Neural Network Training on In-memory-computing Hardware with Radix-4 Gradients
Christopher Grimm, Naveen Verma

TL;DR
This paper demonstrates that training deep neural networks on in-memory computing hardware with radix-4 quantization can significantly reduce energy consumption while maintaining training accuracy.
Contribution
It introduces a radix-4 quantization method for training on IMC hardware and shows how to mitigate analog noise effects, enabling efficient deep learning training.
Findings
Over 400x energy savings with full quantizer adaptability.
3x energy savings with two-level quantizer adaptability.
Feasibility of training neural networks on IMC hardware with quantization.
Abstract
Deep learning training involves a large number of operations, which are dominated by high dimensionality Matrix-Vector Multiplies (MVMs). This has motivated hardware accelerators to enhance compute efficiency, but where data movement and accessing are proving to be key bottlenecks. In-Memory Computing (IMC) is an approach with the potential to overcome this, whereby computations are performed in-place within dense 2-D memory.

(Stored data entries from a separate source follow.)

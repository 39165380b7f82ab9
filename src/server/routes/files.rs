//! File API over the volume sandbox.

use axum::Json;
use axum::Router;
use axum::body::Body;
use axum::extract::rejection::JsonRejection;
use axum::extract::{DefaultBodyLimit, Multipart, Query, State};
use axum::http::{HeaderValue, StatusCode, header};
use axum::response::{IntoResponse, Response};
use axum::routing::{delete, get, post};
use serde::Deserialize;
use serde_json::{Value, json};

use super::message;
use crate::error::ApiError;
use crate::files::{DownloadSource, FileEntry, UploadOutcome};
use crate::server::AppState;

/// Listing, reading and downloading.
pub fn read_routes() -> Router<AppState> {
    Router::new()
        .route("/files", get(list_files))
        .route("/files/content", get(read_file))
        .route("/files/download", get(download))
}

/// Everything that changes the tree.
pub fn write_routes() -> Router<AppState> {
    Router::new()
        .route("/files", delete(delete_path))
        .route("/files/content", post(write_file))
        .route("/files/directory", post(create_directory))
        .route("/files/move", post(move_path))
        .route(
            "/files/upload",
            post(upload_file).layer(DefaultBodyLimit::disable()),
        )
        .route(
            "/files/upload/directory",
            post(upload_directory).layer(DefaultBodyLimit::disable()),
        )
}

#[derive(Debug, Default, Deserialize)]
pub struct PathQuery {
    #[serde(default)]
    pub path: String,
}

#[derive(Debug, Deserialize)]
pub struct WriteRequest {
    pub path: String,
    #[serde(default)]
    pub content: String,
}

#[derive(Debug, Deserialize)]
pub struct DirectoryRequest {
    pub path: String,
}

#[derive(Debug, Deserialize)]
pub struct MoveRequest {
    pub source: String,
    pub destination: String,
}

/// GET /files?path= - List a directory.
pub async fn list_files(
    State(state): State<AppState>,
    Query(query): Query<PathQuery>,
) -> Result<Json<Vec<FileEntry>>, ApiError> {
    Ok(Json(state.files.list(&query.path).await?))
}

/// GET /files/content?path= - Read a text file.
pub async fn read_file(
    State(state): State<AppState>,
    Query(query): Query<PathQuery>,
) -> Result<Json<Value>, ApiError> {
    require_path(&query.path)?;
    let content = state.files.read_text(&query.path).await?;
    Ok(Json(json!({ "content": content })))
}

/// POST /files/content - Write a file.
pub async fn write_file(
    State(state): State<AppState>,
    payload: Result<Json<WriteRequest>, JsonRejection>,
) -> Result<Response, ApiError> {
    let Json(request) = payload?;
    state.files.write_text(&request.path, &request.content).await?;
    Ok(message("file updated successfully"))
}

/// POST /files/directory - Create a directory and its parents.
pub async fn create_directory(
    State(state): State<AppState>,
    payload: Result<Json<DirectoryRequest>, JsonRejection>,
) -> Result<Response, ApiError> {
    let Json(request) = payload?;
    require_path(&request.path)?;
    state.files.create_dir(&request.path).await?;
    Ok(message("directory created successfully"))
}

/// DELETE /files?path= - Delete a file or directory tree.
pub async fn delete_path(
    State(state): State<AppState>,
    Query(query): Query<PathQuery>,
) -> Result<Response, ApiError> {
    require_path(&query.path)?;
    state.files.delete(&query.path).await?;
    Ok(message("deleted successfully"))
}

/// POST /files/move - Rename within the sandbox.
pub async fn move_path(
    State(state): State<AppState>,
    payload: Result<Json<MoveRequest>, JsonRejection>,
) -> Result<Response, ApiError> {
    let Json(request) = payload?;
    state
        .files
        .rename(&request.source, &request.destination)
        .await?;
    Ok(message("moved successfully"))
}

/// GET /files/download?path= - Stream a file, or a directory as a zip.
pub async fn download(
    State(state): State<AppState>,
    Query(query): Query<PathQuery>,
) -> Result<Response, ApiError> {
    let source = state.files.download_source(&query.path).await?;
    let body = state.files.open_download(&source).await?;

    let (filename, content_type, length) = match &source {
        DownloadSource::File { name, size, .. } => (
            name.clone(),
            mime_guess::from_path(name).first_or_octet_stream().to_string(),
            Some(*size),
        ),
        DownloadSource::Directory { name, .. } => {
            (format!("{}.zip", name), "application/zip".to_string(), None)
        }
    };

    let mut response = Body::from_stream(body).into_response();
    let headers = response.headers_mut();
    headers.insert(header::CONTENT_TYPE, header_value(&content_type)?);
    headers.insert(
        header::CONTENT_DISPOSITION,
        header_value(&content_disposition(&filename))?,
    );
    if let Some(length) = length {
        headers.insert(header::CONTENT_LENGTH, HeaderValue::from(length));
    }
    Ok(response)
}

/// POST /files/upload - Multipart `path` then `file`; zips are extracted.
pub async fn upload_file(
    State(state): State<AppState>,
    mut multipart: Multipart,
) -> Result<(StatusCode, Json<Value>), ApiError> {
    let mut dir: Option<String> = None;
    let mut outcome: Option<UploadOutcome> = None;

    while let Some(field) = multipart.next_field().await? {
        let name = field.name().map(str::to_string);
        match name.as_deref() {
            Some("path") => dir = Some(field.text().await?),
            Some("file") => {
                let Some(dir) = dir.as_deref() else {
                    return Err(ApiError::bad_request("path field must come before file"));
                };
                let filename = field.file_name().unwrap_or_default().to_string();
                outcome = Some(state.files.save_upload(dir, &filename, field, true).await?);
            }
            _ => {}
        }
    }

    let outcome = outcome.ok_or_else(|| ApiError::bad_request("file is required"))?;
    tracing::info!(path = %outcome.path, extracted = ?outcome.extracted, "File uploaded");
    Ok((
        StatusCode::OK,
        Json(json!({ "message": "file uploaded successfully", "file": outcome })),
    ))
}

/// POST /files/upload/directory - Multipart `path` then repeated `files`,
/// each named by its path relative to the uploaded directory.
pub async fn upload_directory(
    State(state): State<AppState>,
    mut multipart: Multipart,
) -> Result<(StatusCode, Json<Value>), ApiError> {
    let mut dir: Option<String> = None;
    let mut saved = Vec::new();

    while let Some(field) = multipart.next_field().await? {
        let name = field.name().map(str::to_string);
        match name.as_deref() {
            Some("path") => dir = Some(field.text().await?),
            Some("files") => {
                let Some(dir) = dir.as_deref() else {
                    return Err(ApiError::bad_request("path field must come before files"));
                };
                let filename = field.file_name().unwrap_or_default().to_string();
                saved.push(state.files.save_upload(dir, &filename, field, false).await?);
            }
            _ => {}
        }
    }

    if saved.is_empty() {
        return Err(ApiError::bad_request("no files uploaded"));
    }
    tracing::info!(count = saved.len(), "Directory uploaded");
    Ok((
        StatusCode::OK,
        Json(json!({ "message": "directory uploaded successfully", "files": saved })),
    ))
}

fn require_path(path: &str) -> Result<(), ApiError> {
    if path.trim().is_empty() {
        return Err(ApiError::bad_request("path is required"));
    }
    Ok(())
}

fn header_value(value: &str) -> Result<HeaderValue, ApiError> {
    HeaderValue::from_str(value).map_err(|e| ApiError::internal(format!("invalid header: {}", e)))
}

/// `attachment` disposition with an ASCII fallback name and an RFC 5987
/// UTF-8 name.
fn content_disposition(filename: &str) -> String {
    let fallback: String = filename
        .chars()
        .map(|c| {
            if (c.is_ascii_graphic() && c != '"' && c != '\\') || c == ' ' {
                c
            } else {
                '_'
            }
        })
        .collect();
    if fallback == filename {
        format!("attachment; filename=\"{}\"", filename)
    } else {
        format!(
            "attachment; filename=\"{}\"; filename*=UTF-8''{}",
            fallback,
            urlencoding::encode(filename)
        )
    }
}

#[cfg(test)]
mod tests {
    use super::*;

    #[test]
    fn test_content_disposition_ascii() {
        assert_eq!(
            content_disposition("site.zip"),
            "attachment; filename=\"site.zip\""
        );
        assert_eq!(
            content_disposition("my notes.txt"),
            "attachment; filename=\"my notes.txt\""
        );
    }

    #[test]
    fn test_content_disposition_non_ascii() {
        let value = content_disposition("résumé.pdf");
        assert!(value.starts_with("attachment; filename=\"r_sum_.pdf\""));
        assert!(value.ends_with("filename*=UTF-8''r%C3%A9sum%C3%A9.pdf"));
        assert!(HeaderValue::from_str(&value).is_ok());
    }

    #[test]
    fn test_content_disposition_quotes_replaced() {
        let value = content_disposition("a\"b.txt");
        assert!(value.starts_with("attachment; filename=\"a_b.txt\""));
    }

    #[test]
    fn test_require_path() {
        assert!(require_path("").is_err());
        assert!(require_path("  ").is_err());
        assert!(require_path("app/config.yml").is_ok());
    }
}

However, IMC fundamentally trades efficiency and throughput gains for dynamic-range limitations, raising distinct challenges for training, where compute precision requirements are seen to be substantially higher than for inferencing. This paper explores training on IMC hardware by leveraging two recent developments: (1) a training algorithm enabling aggressive quantization through a radix-4 number representation; (2) IMC leveraging compute based on precision…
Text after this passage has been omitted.